Purpose or Case Report: In neonates, ultrasound is the initial neuroimaging modality used to detect and follow intracranial pathologies, since MRI is challenging due to immobilization, costs and sedation issues. Ultrasound is typically acquired in 2D and interpretations are performed slice by slice. However, recent reports suggest a longitudinal follow-up of structure volumes and shapes may be relevant for investigation of neurodevelopmental disorders. The objective of this study is to test the diagnostic efficiency of the 3D ultrasound technology to measure total brain volume as well as lateral ventricular volume compared to volumetric measurements obtained from MRI.

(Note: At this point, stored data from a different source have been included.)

// Call protocol: frame setup, native invocation, tail calls and returns.
//
// Lua-to-Lua calls never recurse on the host stack: CALL pushes a frame and
// the dispatch loop re-enters it. Host re-entry happens only for native
// functions, metamethods, hooks and protected calls, bounded by the
// native-recursion ceiling.

use crate::gc::ThreadId;
use crate::lua_value::{LuaValue, PendingCall};
use crate::lua_vm::execute::{MAX_TAG_LOOP, TmKind, lua_execute};
use crate::lua_vm::{CallInfo, LuaError, LuaResult, LuaVM};

pub(crate) enum CallAction {
    /// A Lua frame was pushed; the dispatch loop must reload.
    Pushed,
    /// A native function ran to completion; results are in place.
    NativeDone,
}

impl LuaVM {
    /// Resolve the `__call` chain at `func_pos`, shifting arguments right for
    /// each prepended handler. Returns the updated argument count.
    fn resolve_callable_on_stack(
        &mut self,
        th: ThreadId,
        func_pos: usize,
        mut nargs: usize,
    ) -> LuaResult<usize> {
        for _ in 0..MAX_TAG_LOOP {
            let func = self.th(th).stack[func_pos];
            if func.is_function() {
                return Ok(nargs);
            }
            let Some(handler) = self.get_metamethod(&func, TmKind::Call) else {
                return Err(self.error_str(format!(
                    "attempt to call a {} value",
                    func.type_name()
                )));
            };
            let thread = self.th_mut(th);
            thread.ensure_stack(func_pos + nargs + 2);
            for i in (func_pos..=func_pos + nargs).rev() {
                thread.stack[i + 1] = thread.stack[i];
            }
            thread.stack[func_pos] = handler;
            nargs += 1;
        }
        Err(self.error_str("'__call' chain too long; possible loop"))
    }

    /// CALL: invoke the value at `func_pos` with `nargs` arguments, expecting
    /// `nresults` (-1 = all).
    pub(crate) fn do_call(
        &mut self,
        th: ThreadId,
        func_pos: usize,
        nargs: usize,
        nresults: i32,
    ) -> LuaResult<CallAction> {
        let nargs = self.resolve_callable_on_stack(th, func_pos, nargs)?;
        let func = self.th(th).stack[func_pos];
        match func {
            LuaValue::NativeFn(f) => {
                let args = {
                    let thread = self.th_mut(th);
                    thread.ensure_stack(func_pos + 1 + nargs);
                    thread.stack[func_pos + 1..func_pos + 1 + nargs].to_vec()
                };
                self.th_mut(th)
                    .frames
                    .push(CallInfo::new_native(func, func_pos + 1, nresults));
                self.fire_call_hook(th, false)?;
                match f(self, &args) {
                    Ok(results) => {
                        self.fire_return_hook(th)?;
                        self.th_mut(th).frames.pop();
                        self.place_results(th, func_pos, &results, nresults);
                        Ok(CallAction::NativeDone)
                    }
                    Err(LuaError::Yield) => {
                        let thread = self.th_mut(th);
                        thread.frames.pop();
                        thread.pending = Some(PendingCall {
                            dest: func_pos,
                            nresults,
                        });
                        Err(LuaError::Yield)
                    }
                    Err(e) => Err(e),
                }
            }
            LuaValue::Function(_) => {
                self.push_lua_frame(th, func_pos, nargs, nresults)?;
                self.fire_call_hook(th, false)?;
                Ok(CallAction::Pushed)
            }
            _ => Err(self.error_str(format!(
                "attempt to call a {} value",
                func.type_name()
            ))),
        }
    }

    /// Activate the Lua closure sitting at `func_pos`.
    pub(crate) fn push_lua_frame(
        &mut self,
        th: ThreadId,
        func_pos: usize,
        nargs: usize,
        nresults: i32,
    ) -> LuaResult<()> {
        if self.th(th).frames.len() >= self.options.max_call_depth {
            return Err(self.error_str("stack overflow"));
        }
        let func = self.th(th).stack[func_pos];
        let id = func
            .as_function_id()
            .expect("push_lua_frame on a non-closure");
        let proto = self.pool.closure(id).proto.clone();
        let nparams = proto.num_params as usize;
        let max_stack = proto.max_stack_size as usize;
        let base = func_pos + 1;

        if base + max_stack > self.options.max_stack_size {
            return Err(self.error_str("stack overflow"));
        }

        let thread = self.th_mut(th);
        thread.ensure_stack(base + nargs.max(nparams));
        let varargs = if proto.is_vararg && nargs > nparams {
            thread.stack[base + nparams..base + nargs].to_vec()
        } else {
            Vec::new()
        };
        thread.ensure_stack(base + max_stack);
        // Registers beyond the fixed parameters start out nil; this also
        // clears stale slots left by earlier frames.
        for slot in &mut thread.stack[base + nparams..base + max_stack] {
            *slot = LuaValue::Nil;
        }
        let mut ci = CallInfo::new_lua(func, base, base + max_stack, nresults);
        ci.varargs = varargs;
        thread.frames.push(ci);
        Ok(())
    }

    /// TAILCALL: replace the current frame with a call to the value at
    /// `func_pos`. Returns None when the callee is a Lua closure (the loop
    /// re-enters it) or the boundary results when a native callee finished
    /// the frame.
    pub(crate) fn do_tailcall(
        &mut self,
        th: ThreadId,
        func_pos: usize,
        nargs: usize,
        target_depth: usize,
    ) -> LuaResult<Option<Vec<LuaValue>>> {
        let nargs = self.resolve_callable_on_stack(th, func_pos, nargs)?;
        let func = self.th(th).stack[func_pos];
        let (cur_func_pos, cur_nresults) = {
            let ci = self.th(th).frames.last().expect("tailcall without a frame");
            (ci.func_pos(), ci.nresults)
        };
        // The frame being replaced is done with its locals.
        let base = self.th(th).frames.last().map(|ci| ci.base).unwrap_or(0);
        self.close_upvalues(th, base);

        match func {
            LuaValue::NativeFn(f) => {
                let args = {
                    let thread = self.th_mut(th);
                    thread.ensure_stack(func_pos + 1 + nargs);
                    thread.stack[func_pos + 1..func_pos + 1 + nargs].to_vec()
                };
                self.th_mut(th)
                    .frames
                    .push(CallInfo::new_native(func, func_pos + 1, cur_nresults));
                self.fire_call_hook(th, true)?;
                let r = f(self, &args);
                match r {
                    Ok(results) => {
                        self.fire_return_hook(th)?;
                        self.th_mut(th).frames.pop();
                        self.finish_return(th, results, target_depth)
                    }
                    Err(LuaError::Yield) => {
                        // A tail-called native that yields resumes into the
                        // caller's result window.
                        let thread = self.th_mut(th);
                        thread.frames.pop();
                        thread.pending = Some(PendingCall {
                            dest: cur_func_pos,
                            nresults: cur_nresults,
                        });
                        // The replaced frame is gone for good.
                        self.pop_frame_for_tail(th);
                        Err(LuaError::Yield)
                    }
                    Err(e) => Err(e),
                }
            }
            LuaValue::Function(_) => {
                // Shift func + args down over the current frame.
                {
                    let thread = self.th_mut(th);
                    thread.ensure_stack(func_pos + 1 + nargs);
                    for i in 0..=nargs {
                        thread.stack[cur_func_pos + i] = thread.stack[func_pos + i];
                    }
                    thread.frames.pop();
                }
                self.push_lua_frame(th, cur_func_pos, nargs, cur_nresults)?;
                if let Some(ci) = self.th_mut(th).frames.last_mut() {
                    ci.set_tail();
                }
                self.fire_call_hook(th, true)?;
                Ok(None)
            }
            _ => Err(self.error_str(format!(
                "attempt to call a {} value",
                func.type_name()
            ))),
        }
    }

    fn pop_frame_for_tail(&mut self, th: ThreadId) {
        self.th_mut(th).frames.pop();
    }

    /// RETURN: close upvalues, pop the frame and route results. Returns
    /// Some(results) when the popped frame was the protected boundary.
    pub(crate) fn do_return(
        &mut self,
        th: ThreadId,
        first_result: usize,
        nrets: Option<usize>,
        target_depth: usize,
    ) -> LuaResult<Option<Vec<LuaValue>>> {
        let base = self.th(th).frames.last().expect("return without a frame").base;
        self.close_upvalues(th, base);
        self.fire_return_hook(th)?;
        let n = match nrets {
            Some(n) => n,
            None => {
                let top = self.th(th).frames.last().map(|ci| ci.top).unwrap_or(first_result);
                top.saturating_sub(first_result)
            }
        };
        let results = {
            let thread = self.th_mut(th);
            thread.ensure_stack(first_result + n);
            thread.stack[first_result..first_result + n].to_vec()
        };
        self.finish_return(th, results, target_depth)
    }

    /// Pop the current frame and deliver `results` to the caller (or out of
    /// the loop when the boundary is reached).
    pub(crate) fn finish_return(
        &mut self,
        th: ThreadId,
        results: Vec<LuaValue>,
        target_depth: usize,
    ) -> LuaResult<Option<Vec<LuaValue>>> {
        let ci = self
            .th_mut(th)
            .frames
            .pop()
            .expect("finish_return without a frame");
        if self.th(th).frames.len() == target_depth {
            return Ok(Some(results));
        }
        self.place_results(th, ci.func_pos(), &results, ci.nresults);
        Ok(None)
    }

    /// Write a result vector into a call's destination window, truncating or
    /// nil-padding to `nresults` (-1 = all, adjusting the caller's top).
    pub(crate) fn place_results(
        &mut self,
        th: ThreadId,
        dest: usize,
        results: &[LuaValue],
        nresults: i32,
    ) {
        let want = if nresults < 0 {
            results.len()
        } else {
            nresults as usize
        };
        let thread = self.th_mut(th);
        thread.ensure_stack(dest + want);
        for i in 0..want {
            thread.stack[dest + i] = results.get(i).copied().unwrap_or(LuaValue::Nil);
        }
        if nresults < 0 {
            if let Some(ci) = thread.frames.last_mut() {
                ci.top = dest + want;
            }
        }
    }

    // ============ Host-level calls ============

    pub(crate) fn enter_native(&mut self) -> LuaResult<()> {
        let th = self.current;
        if self.th(th).native_depth >= self.options.max_native_recursion {
            return Err(self.error_str("stack overflow"));
        }
        self.th_mut(th).native_depth += 1;
        Ok(())
    }

    pub(crate) fn leave_native(&mut self) {
        let th = self.current;
        self.th_mut(th).native_depth -= 1;
    }

    /// Invoke any callable with a vector of arguments and collect all its
    /// results. Frames pushed under this call are unwound (closing upvalues)
    /// if an error escapes.
    pub fn call_value(&mut self, f: LuaValue, args: Vec<LuaValue>) -> LuaResult<Vec<LuaValue>> {
        self.enter_native()?;
        let r = self.call_value_inner(f, args);
        self.leave_native();
        r
    }

    fn call_value_inner(&mut self, mut f: LuaValue, mut args: Vec<LuaValue>) -> LuaResult<Vec<LuaValue>> {
        let th = self.current;
        // Resolve __call chains at the vector level.
        let mut guard = 0;
        while !f.is_function() {
            let Some(handler) = self.get_metamethod(&f, TmKind::Call) else {
                return Err(self.error_str(format!(
                    "attempt to call a {} value",
                    f.type_name()
                )));
            };
            args.insert(0, f);
            f = handler;
            guard += 1;
            if guard >= MAX_TAG_LOOP {
                return Err(self.error_str("'__call' chain too long; possible loop"));
            }
        }
        if let LuaValue::NativeFn(nf) = f {
            let func_pos = self.th(th).stack.len();
            self.th_mut(th)
                .frames
                .push(CallInfo::new_native(f, func_pos + 1, -1));
            let r = nf(self, &args);
            self.th_mut(th).frames.pop();
            return r;
        }

        let base_depth = self.th(th).frames.len();
        let func_pos = self.th(th).stack.len();
        {
            let thread = self.th_mut(th);
            thread.stack.push(f);
            thread.stack.extend_from_slice(&args);
        }
        let nargs = args.len();
        match self.push_lua_frame(th, func_pos, nargs, -1) {
            Ok(()) => {}
            Err(e) => {
                self.th_mut(th).stack.truncate(func_pos);
                return Err(e);
            }
        }
        self.fire_call_hook(th, false)?;
        match lua_execute(self, th, base_depth) {
            Ok(results) => {
                self.th_mut(th).stack.truncate(func_pos);
                Ok(results)
            }
            Err(LuaError::Yield) => Err(LuaError::Yield),
            Err(e) => {
                self.unwind_frames(th, base_depth);
                self.th_mut(th).stack.truncate(func_pos);
                Err(e)
            }
        }
    }

    /// Protected call: catches runtime errors, restoring the caller's frame
    /// and open-upvalue state exactly.
    pub fn pcall(&mut self, f: LuaValue, args: Vec<LuaValue>) -> LuaResult<(bool, Vec<LuaValue>)> {
        match self.call_value(f, args) {
            Ok(results) => Ok((true, results)),
            Err(LuaError::Yield) => Err(LuaError::Yield),
            Err(LuaError::Runtime(e)) => Ok((false, vec![e.value])),
        }
    }

    /// Protected call with an error handler: on error the handler is applied
    /// to the error value and its results are returned with `false`.
    pub fn xpcall(
        &mut self,
        f: LuaValue,
        args: Vec<LuaValue>,
        handler: LuaValue,
    ) -> LuaResult<(bool, Vec<LuaValue>)> {
        match self.call_value(f, args) {
            Ok(results) => Ok((true, results)),
            Err(LuaError::Yield) => Err(LuaError::Yield),
            Err(LuaError::Runtime(e)) => {
                let handled = self.call_value(handler, vec![e.value])?;
                Ok((false, handled))
            }
        }
    }

    /// Pop frames down to `depth`, closing upvalues of every popped frame.
    /// Used on every error path so the invariant holds across non-local
    /// exits.
    pub(crate) fn unwind_frames(&mut self, th: ThreadId, depth: usize) {
        while self.th(th).frames.len() > depth {
            let base = self
                .th(th)
                .frames
                .last()
                .map(|ci| ci.base)
                .unwrap_or(0);
            self.close_upvalues(th, base);
            self.th_mut(th).frames.pop();
        }
    }
}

Methods & Materials: In this prospective study, 12 infants ranging between 2mo to 8.5mo were recruited (normal condition except one with hydrocephaly). For each patients, T1 MRI images were acquired on a 3T MR 750 GE scanner. Following the MRI, infants were transferred to the wake-up room and underwent a 3D volume US acquisition performed in the coronal plane using the EPIQ7 system with the X6-1 matrix array transducer (Philips), acquired through the anterior fontanel. To estimate total brain volume on US, a geometric-based method was developed, which uses 3D ellipses that are well fitted to the bone edges of the skull. All MRI scans were processed to extract total brain sizes and structure volumes. Lateral ventricles volumes were manually segmented and validated by an experienced radiologist on both MRI and ultrasound (Fig 1).

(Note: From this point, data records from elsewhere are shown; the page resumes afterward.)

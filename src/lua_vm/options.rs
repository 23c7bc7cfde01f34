/// Resource ceilings for a process. Exceeding any of them raises
/// "stack overflow".
#[derive(Debug, Clone)]
pub struct VmOptions {
    /// Maximum value-stack slots per thread.
    pub max_stack_size: usize,
    /// Maximum Lua call frames per thread.
    pub max_call_depth: usize,
    /// Maximum re-entrant host calls (pcall, metamethods, hooks).
    pub max_native_recursion: u32,
}

impl Default for VmOptions {
    fn default() -> Self {
        Self {
            max_stack_size: 1_000_000,
            max_call_depth: 200,
            max_native_recursion: 200,
        }
    }
}
// Lua 5.3 opcode set.

mod instruction;

pub use instruction::Instruction;

/// The 47 opcodes of the Lua 5.3 instruction set, in wire order.
#[derive(Debug, Clone, Copy, PartialEq, Eq)]
#[repr(u8)]
pub enum OpCode {
    Move = 0,
    LoadK,
    LoadKx,
    LoadBool,
    LoadNil,
    GetUpval,
    GetTabUp,
    GetTable,
    SetTabUp,
    SetUpval,
    SetTable,
    NewTable,
    SelfOp,
    Add,
    Sub,
    Mul,
    Mod,
    Pow,
    Div,
    IDiv,
    BAnd,
    BOr,
    BXor,
    Shl,
    Shr,
    Unm,
    BNot,
    Not,
    Len,
    Concat,
    Jmp,
    Eq,
    Lt,
    Le,
    Test,
    TestSet,
    Call,
    TailCall,
    Return,
    ForLoop,
    ForPrep,
    TForCall,
    TForLoop,
    SetList,
    Closure,
    Vararg,
    ExtraArg,
}

pub const NUM_OPCODES: u8 = 47;

const OPCODE_TABLE: [OpCode; NUM_OPCODES as usize] = [
    OpCode::Move,
    OpCode::LoadK,
    OpCode::LoadKx,
    OpCode::LoadBool,
    OpCode::LoadNil,
    OpCode::GetUpval,
    OpCode::GetTabUp,
    OpCode::GetTable,
    OpCode::SetTabUp,
    OpCode::SetUpval,
    OpCode::SetTable,
    OpCode::NewTable,
    OpCode::SelfOp,
    OpCode::Add,
    OpCode::Sub,
    OpCode::Mul,
    OpCode::Mod,
    OpCode::Pow,
    OpCode::Div,
    OpCode::IDiv,
    OpCode::BAnd,
    OpCode::BOr,
    OpCode::BXor,
    OpCode::Shl,
    OpCode::Shr,
    OpCode::Unm,
    OpCode::BNot,
    OpCode::Not,
    OpCode::Len,
    OpCode::Concat,
    OpCode::Jmp,
    OpCode::Eq,
    OpCode::Lt,
    OpCode::Le,
    OpCode::Test,
    OpCode::TestSet,
    OpCode::Call,
    OpCode::TailCall,
    OpCode::Return,
    OpCode::ForLoop,
    OpCode::ForPrep,
    OpCode::TForCall,
    OpCode::TForLoop,
    OpCode::SetList,
    OpCode::Closure,
    OpCode::Vararg,
    OpCode::ExtraArg,
];

/// Instruction layouts.
#[derive(Debug, Clone, Copy, PartialEq, Eq)]
pub enum OpMode {
    IABC,
    IABx,
    IAsBx,
    IAx,
}

impl OpCode {
    /// Decode from the low 6 bits of an instruction; None for an invalid
    /// opcode (a bytecode error, not a panic).
    pub fn from_u6(op: u8) -> Option<OpCode> {
        OPCODE_TABLE.get(op as usize).copied()
    }

    pub fn mode(self) -> OpMode {
        match self {
            OpCode::LoadK | OpCode::LoadKx | OpCode::Closure => OpMode::IABx,
            OpCode::Jmp | OpCode::ForLoop | OpCode::ForPrep | OpCode::TForLoop => OpMode::IAsBx,
            OpCode::ExtraArg => OpMode::IAx,
            _ => OpMode::IABC,
        }
    }

    /// Whether the instruction writes register A (used by the debug name
    /// derivation walk).
    pub fn sets_register_a(self) -> bool {
        !matches!(
            self,
            OpCode::SetTabUp
                | OpCode::SetUpval
                | OpCode::SetTable
                | OpCode::Jmp
                | OpCode::Eq
                | OpCode::Lt
                | OpCode::Le
                | OpCode::Test
                | OpCode::Return
                | OpCode::SetList
                | OpCode::ExtraArg
        )
    }

    pub fn name(self) -> &'static str {
        match self {
            OpCode::Move => "MOVE",
            OpCode::LoadK => "LOADK",
            OpCode::LoadKx => "LOADKX",
            OpCode::LoadBool => "LOADBOOL",
            OpCode::LoadNil => "LOADNIL",
            OpCode::GetUpval => "GETUPVAL",
            OpCode::GetTabUp => "GETTABUP",
            OpCode::GetTable => "GETTABLE",
            OpCode::SetTabUp => "SETTABUP",
            OpCode::SetUpval => "SETUPVAL",
            OpCode::SetTable => "SETTABLE",
            OpCode::NewTable => "NEWTABLE",
            OpCode::SelfOp => "SELF",
            OpCode::Add => "ADD",
            OpCode::Sub => "SUB",
            OpCode::Mul => "MUL",
            OpCode::Mod => "MOD",
            OpCode::Pow => "POW",
            OpCode::Div => "DIV",
            OpCode::IDiv => "IDIV",
            OpCode::BAnd => "BAND",
            OpCode::BOr => "BOR",
            OpCode::BXor => "BXOR",
            OpCode::Shl => "SHL",
            OpCode::Shr => "SHR",
            OpCode::Unm => "UNM",
            OpCode::BNot => "BNOT",
            OpCode::Not => "NOT",
            OpCode::Len => "LEN",
            OpCode::Concat => "CONCAT",
            OpCode::Jmp => "JMP",
            OpCode::Eq => "EQ",
            OpCode::Lt => "LT",
            OpCode::Le => "LE",
            OpCode::Test => "TEST",
            OpCode::TestSet => "TESTSET",
            OpCode::Call => "CALL",
            OpCode::TailCall => "TAILCALL",
            OpCode::Return => "RETURN",
            OpCode::ForLoop => "FORLOOP",
            OpCode::ForPrep => "FORPREP",
            OpCode::TForCall => "TFORCALL",
            OpCode::TForLoop => "TFORLOOP",
            OpCode::SetList => "SETLIST",
            OpCode::Closure => "CLOSURE",
            OpCode::Vararg => "VARARG",
            OpCode::ExtraArg => "EXTRAARG",
        }
    }
}
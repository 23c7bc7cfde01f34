// Full userdata - opaque host payload with an optional metatable.

use std::any::Any;

use crate::gc::TableId;

pub struct LuaUserdata {
    data: Box<dyn Any>,
    /// Host kind name; selects the lazily built host-kind metatable.
    pub kind: String,
    pub(crate) metatable: Option<TableId>,
}

impl LuaUserdata {
    pub fn new(kind: impl Into<String>, data: Box<dyn Any>) -> Self {
        Self {
            data,
            kind: kind.into(),
            metatable: None,
        }
    }

    pub fn downcast_ref<T: 'static>(&self) -> Option<&T> {
        self.data.downcast_ref::<T>()
    }

    pub fn downcast_mut<T: 'static>(&mut self) -> Option<&mut T> {
        self.data.downcast_mut::<T>()
    }

    pub fn metatable(&self) -> Option<TableId> {
        self.metatable
    }

    pub fn set_metatable(&mut self, mt: Option<TableId>) {
        self.metatable = mt;
    }
}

Results: Figure 2 depicts the volumes of the left and right ventricles for each subject, as well as for total brain volumes. There was a near perfect correlation between individual ventricle volumes obtained with 3D US and those with MRI (r=0.999). Based on paired student t-test and F-Test, there was no statistically significant difference (T: p = 0.204) (F: p=0,429) between both distributions. For the total brain size, the correlation between both modalities was r=0,988, and no statistically significant difference (T: p = 0.309) (F: p=0,477) was found between both distributions. Figure 3 shows the evolution of ventricle volumes with respect to the age of the patient.
Conclusions: This study establishes the feasibility of performing volumetric ultrasound of the ventricles and the head volume for assessment of macrocephaly, opening a wide range of opportunities for radiologists to evaluate childhood brain development, and its implication in certain neurological and neurosurgical conditions using non-invasive portable imaging modalities.